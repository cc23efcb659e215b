//! Reply assembly helpers.
//!
//! Served replies are always built fresh for the inbound request rather than
//! handing out the stored message, so no caller ever observes cache-owned
//! state.

use hickory_proto::op::{Message, MessageType};
use hickory_proto::serialize::binary::{BinEncodable, BinEncoder};
use hickory_proto::ProtoError;

/// Start a response stamped for `request`: same id and opcode, question
/// echoed back, recursion-desired carried over.
pub(crate) fn response_for(request: &Message) -> Message {
    let mut reply = Message::new(request.id(), MessageType::Response, request.op_code());
    reply.set_recursion_desired(request.recursion_desired());
    for query in request.queries() {
        reply.add_query(query.clone());
    }
    reply
}

/// Marker response telling the client to retry over a roomier transport.
pub(crate) fn truncated_reply(request: &Message) -> Message {
    let mut reply = response_for(request);
    reply.set_truncated(true);
    reply
}

/// Wire-format length of a message, used to decide truncation at serve time.
pub(crate) fn serialized_len(message: &Message) -> Result<usize, ProtoError> {
    let mut buf = Vec::with_capacity(512);
    let mut encoder = BinEncoder::new(&mut buf);
    message.emit(&mut encoder)?;
    Ok(buf.len())
}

========

TO DO:
A single number is expected: how many lines in the material above contain the word "query".

EXERCISE ANSWER:
2